Order, Supreme Court, New York County (Walter Tolub, J.), entered May 15, 1997, which granted the motion of defendant to dismiss the complaint for failure to state a cause of action, unanimously reversed, on the law, without costs, to the extent appealed from as limited by the briefs, the motion denied, and the complaint reinstated.
The parties, who were married on October 25, 1969 and separated in June 1992, have one child, who is approximately 27 years old. Plaintiff-husband commenced the instant action on March 23, 1995 seeking a divorce on the grounds of cruel and inhuman treatment (Domestic Relations Law § 170[1] ). The complaint recites eight incidents and alleges, inter alia, that defendant became intoxicated on a regular basis, criticized plaintiff, his family and his career, and embarrassed plaintiff before his friends and colleagues. It also alleges that, on one occasion, defendant struck plaintiff.
Defendant-wife answered, denying the allegations of the complaint, counterclaimed for divorce on the grounds of cruelty and abandonment and thereafter moved to dismiss the complaint on the ground that it fails to state a cause of action (CPLR 3211[a][7]; 3016[c] ). The moving papers assert that the complaint is vague with respect to the time of the alleged cruelty, but suggests that it took place between August 1990 and May 1991, a period which plaintiff spent largely in Italy, where he taught ancient history.

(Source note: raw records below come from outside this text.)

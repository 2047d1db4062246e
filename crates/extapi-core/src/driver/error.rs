//! # extapi Driver Errors
use thiserror::Error;

#[derive(Debug, Error)]
pub enum DriverError {
    /// Two drivers of one namespace report the same type
    #[error("Driver type '{driver_type}' is already registered")]
    DuplicateType { driver_type: String },

    #[error("Driver type '{0}' is not supported")]
    UnknownType(String),

    #[error("Driver '{driver_type}' does not implement method '{method}'")]
    UnknownMethod { driver_type: String, method: String },

    #[error("Driver '{driver_type}' failed in '{method}': {message}")]
    Invocation {
        driver_type: String,
        method: String,
        message: String,
    },
}
use std::fs;
use std::path::Path;
use std::sync::atomic::{AtomicUsize, Ordering};
use std::sync::{Arc, Mutex};

use serde_json::{Value, json};

use crate::extension::attributes::AttributeMap;
use crate::extension::catalog::ExtensionCatalog;
use crate::extension::error::ExtensionError;
use crate::extension::traits::ExtensionDescriptor;

/// Configurable extension for manager tests
pub struct MockExtension {
    pub name: String,
    pub alias: String,
    pub requires: Vec<String>,
    pub extended: Option<Value>,
    pub fails: bool,
    pub updates: Arc<AtomicUsize>,
    pub seen: Arc<Mutex<Option<AttributeMap>>>,
}

impl MockExtension {
    pub fn new(alias: &str) -> Self {
        Self {
            name: format!("Mock {}", alias),
            alias: alias.to_string(),
            requires: Vec::new(),
            extended: None,
            fails: false,
            updates: Arc::new(AtomicUsize::new(0)),
            seen: Arc::new(Mutex::new(None)),
        }
    }

    /// Contribute `attrs` (resource → attribute → properties)
    pub fn extending(mut self, attrs: Value) -> Self {
        self.extended = Some(attrs);
        self
    }

    pub fn requiring(mut self, aliases: &[&str]) -> Self {
        self.requires = aliases.iter().map(|a| a.to_string()).collect();
        self
    }

    pub fn failing(mut self) -> Self {
        self.fails = true;
        self.extended = Some(json!({}));
        self
    }

    pub fn update_count(&self) -> usize {
        self.updates.load(Ordering::SeqCst)
    }
}

impl ExtensionDescriptor for MockExtension {
    fn name(&self) -> &str {
        &self.name
    }

    fn alias(&self) -> &str {
        &self.alias
    }

    fn description(&self) -> &str {
        "mock extension"
    }

    fn namespace(&self) -> &str {
        "http://example.org/ext/mock/api/v1.0"
    }

    fn updated(&self) -> &str {
        "2024-01-01T00:00:00-00:00"
    }

    fn extends_resources(&self) -> bool {
        self.extended.is_some()
    }

    fn extended_resources(&self, _version: &str) -> Result<AttributeMap, ExtensionError> {
        if self.fails {
            return Err(ExtensionError::ExtendedResources {
                alias: self.alias.clone(),
                message: "backend unavailable".to_string(),
            });
        }
        let value = self.extended.clone().unwrap_or_else(|| json!({}));
        Ok(AttributeMap::from_json(value).expect("mock attributes are well formed"))
    }

    fn required_extensions(&self) -> Vec<String> {
        self.requires.clone()
    }

    fn update_attributes_map(&self, extended: &AttributeMap) {
        self.updates.fetch_add(1, Ordering::SeqCst);
        *self.seen.lock().unwrap() = Some(extended.clone());
    }
}

macro_rules! unit_extension {
    ($ty:ident, $name:expr, $alias:expr) => {
        pub struct $ty;

        impl ExtensionDescriptor for $ty {
            fn name(&self) -> &str {
                $name
            }
            fn alias(&self) -> &str {
                $alias
            }
            fn description(&self) -> &str {
                "test extension"
            }
            fn namespace(&self) -> &str {
                "http://example.org/ext/test/api/v1.0"
            }
            fn updated(&self) -> &str {
                "2024-01-01T00:00:00-00:00"
            }
        }
    };
}

unit_extension!(Widgets, "Widgets", "widgets");
unit_extension!(Gadgets, "Gadgets", "gadgets");
unit_extension!(Sprockets, "Sprockets", "sprockets");
// Same alias as `Widgets`
unit_extension!(Widgetsagain, "Widgets Again", "widgets");
// Fails validation
unit_extension!(Nameless, "", "nameless");

/// Catalog with every test class registered
pub fn test_catalog() -> ExtensionCatalog {
    let mut catalog = ExtensionCatalog::new();
    catalog
        .register("Widgets", || Box::new(Widgets))
        .register("Gadgets", || Box::new(Gadgets))
        .register("Sprockets", || Box::new(Sprockets))
        .register("Widgetsagain", || Box::new(Widgetsagain))
        .register("Nameless", || Box::new(Nameless));
    catalog
}

/// Write a TOML module manifest exporting `classes`
pub fn write_module(dir: &Path, file_name: &str, classes: &[&str]) {
    let exports = classes
        .iter()
        .map(|c| format!("\"{}\"", c))
        .collect::<Vec<_>>()
        .join(", ");
    fs::write(dir.join(file_name), format!("exports = [{}]\n", exports))
        .expect("Failed to write module manifest");
}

In granting the motion to dismiss, Supreme Court noted that the parties had separated in 1992 and that “plaintiff claims he was so devastated by his wife's action that it took him nearly three years before he had the strength to commence an action. The majority of the incidents deal with defendant's alleged drunkenness and the resulting embarrassment sustained by the plaintiff.” The memorandum decision concludes, “Taken as a whole and given the duration of the marriage, it is the opinion of the Court that the plaintiff has not established grounds under DRL § 170(1).”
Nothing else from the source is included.